TASK DESCRIPTION: Among the entries below, find all lines that include "scans" and copy them.
==== ENTRIES SHOWN
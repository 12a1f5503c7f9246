//! Input file-list handling.

use crate::{Error, Result};
use std::fs;
use std::path::{Path, PathBuf};

/// Reads a file list: one source path per line.
///
/// Lines are whitespace-trimmed and empty lines are skipped, so a trailing
/// newline at the end of the list does not register a phantom source file.
///
/// # Errors
/// Returns an error if the list file cannot be read.
pub fn read_file_list(path: &Path) -> Result<Vec<PathBuf>> {
    let text = fs::read_to_string(path)?;
    Ok(text
        .lines()
        .map(str::trim)
        .filter(|line| !line.is_empty())
        .map(PathBuf::from)
        .collect())
}

/// Derives the output container path from the file-list path.
///
/// Only the final dot-suffix of the file name is replaced by `.h5`:
/// `run1.txt` becomes `run1.h5`, `data.sim.lst` becomes `data.sim.h5`, and
/// a dotless name gets `.h5` appended. A name that is nothing but a
/// suffix (`.lst`) collapses to `.h5`.
///
/// # Errors
/// Returns an error if the path has no UTF-8 file name.
pub fn derive_output_path(list_path: &Path) -> Result<PathBuf> {
    let name = list_path
        .file_name()
        .and_then(|n| n.to_str())
        .ok_or_else(|| Error::InvalidListPath(list_path.display().to_string()))?;

    let stem = match name.rfind('.') {
        Some(dot) => &name[..dot],
        None => name,
    };

    Ok(list_path.with_file_name(format!("{stem}.h5")))
}
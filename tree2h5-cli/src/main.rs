//!
//! This binary exports ROOT TTree simulation output to a flat HDF5 file.

use clap::Parser;
use std::path::PathBuf;
use thiserror::Error;
use tree2h5_io::{convert_file_list, ProgressEvent};

/// Result type for CLI operations.
type Result<T> = std::result::Result<T, CliError>;

/// CLI error types.
#[derive(Error, Debug)]
enum CliError {
    #[error("I/O error: {0}")]
    Io(#[from] std::io::Error),

    #[error("export error: {0}")]
    Export(#[from] tree2h5_io::Error),
}

/// ROOT TTree to HDF5 exporter for simulation output.
///
/// Reads a text file listing source ROOT files (one path per line),
/// concatenates the Primaries, Hits, and Bdx trees across them, and writes
/// one fixed-length f64 dataset per branch into `<list stem>.h5`.
#[derive(Parser)]
#[command(name = "tree2h5")]
#[command(author, version, about, long_about = None)]
struct Cli {
    /// Text file listing source ROOT files, one path per line
    file_list: PathBuf,
}

fn main() -> Result<()> {
    let cli = Cli::parse();

    println!("{}", cli.file_list.display());

    let summary = convert_file_list(&cli.file_list, |event| match *event {
        ProgressEvent::ChainOpened { tree, entries } => {
            println!("Nentries in {tree}: {entries}");
        }
        ProgressEvent::LayoutCreated { tree, fields } => {
            println!("Group /{tree} created with {fields} datasets.");
        }
        ProgressEvent::Exported {
            tree,
            processed,
            total,
        } => {
            println!("Processed {processed} entries of {total} in {tree}...");
        }
    })?;

    println!("Finished compiling {}. Closing...", summary.output.display());
    Ok(())
}
//! Multi-file concatenation of one named tree.

use crate::root::{self, ColumnBlock};
use crate::{Error, Result};
use std::path::PathBuf;
use tree2h5_core::TreeSchema;

/// The ordered multi-file concatenation of one named tree.
///
/// Opening a chain scans every listed file once for the tree's entry count.
/// Blocks are decoded lazily, one source file at a time, in list order, so
/// peak memory is bounded by the largest single file.
#[derive(Debug, Clone)]
pub struct TreeChain {
    schema: TreeSchema,
    files: Vec<PathBuf>,
    entries_per_file: Vec<usize>,
    total_entries: usize,
}

impl TreeChain {
    /// Opens the chain: registers every file and scans its entry count.
    ///
    /// An empty file list is valid and yields a chain with zero entries.
    ///
    /// # Errors
    /// Returns an error if any listed file cannot be opened or lacks the
    /// named tree.
    pub fn open(schema: TreeSchema, files: &[PathBuf]) -> Result<Self> {
        let mut entries_per_file = Vec::with_capacity(files.len());
        let mut total_entries = 0usize;

        for path in files {
            let entries = root::tree_entries(path, schema.name)?;
            entries_per_file.push(entries);
            total_entries += entries;
        }

        Ok(Self {
            schema,
            files: files.to_vec(),
            entries_per_file,
            total_entries,
        })
    }

    /// Tree name.
    #[must_use]
    pub const fn name(&self) -> &'static str {
        self.schema.name
    }

    /// Schema backing this chain.
    #[must_use]
    pub const fn schema(&self) -> &TreeSchema {
        &self.schema
    }

    /// Total entries across all files.
    #[must_use]
    pub const fn entries(&self) -> usize {
        self.total_entries
    }

    /// Number of source files.
    #[must_use]
    pub fn file_count(&self) -> usize {
        self.files.len()
    }

    /// Decodes the columns of the `index`-th source file.
    ///
    /// The decoded block must match the entry count recorded when the chain
    /// was opened; a shorter or longer block would shift the positional
    /// mapping of every later block.
    ///
    /// # Errors
    /// Returns an error on any read failure, or [`Error::EntryCountMismatch`]
    /// if the file's tree changed size since the chain was opened.
    ///
    /// # Panics
    /// Panics if `index` is out of range for the chain's file list.
    pub fn read_block(&self, index: usize) -> Result<ColumnBlock> {
        let block = root::read_columns(&self.files[index], &self.schema)?;
        let expected = self.entries_per_file[index];
        if block.entries != expected {
            return Err(Error::EntryCountMismatch {
                tree: self.schema.name.to_string(),
                expected,
                actual: block.entries,
            });
        }
        Ok(block)
    }
}

#[cfg(test)]
mod tests {
    use super::*;
    use tree2h5_core::schema::PRIMARIES;

    #[test]
    fn test_empty_chain() {
        let chain = TreeChain::open(PRIMARIES, &[]).unwrap();
        assert_eq!(chain.entries(), 0);
        assert_eq!(chain.file_count(), 0);
        assert_eq!(chain.name(), "Primaries");
    }

    #[test]
    fn test_missing_file_fails_on_open() {
        let files = vec![PathBuf::from("/no/such/run.root")];
        let err = TreeChain::open(PRIMARIES, &files).unwrap_err();
        assert!(matches!(err, Error::Root(_)));
    }
}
========
EXPECTED ANSWER:
/// Opening a chain scans every listed file once for the tree's entry count.
    /// Opens the chain: registers every file and scans its entry count.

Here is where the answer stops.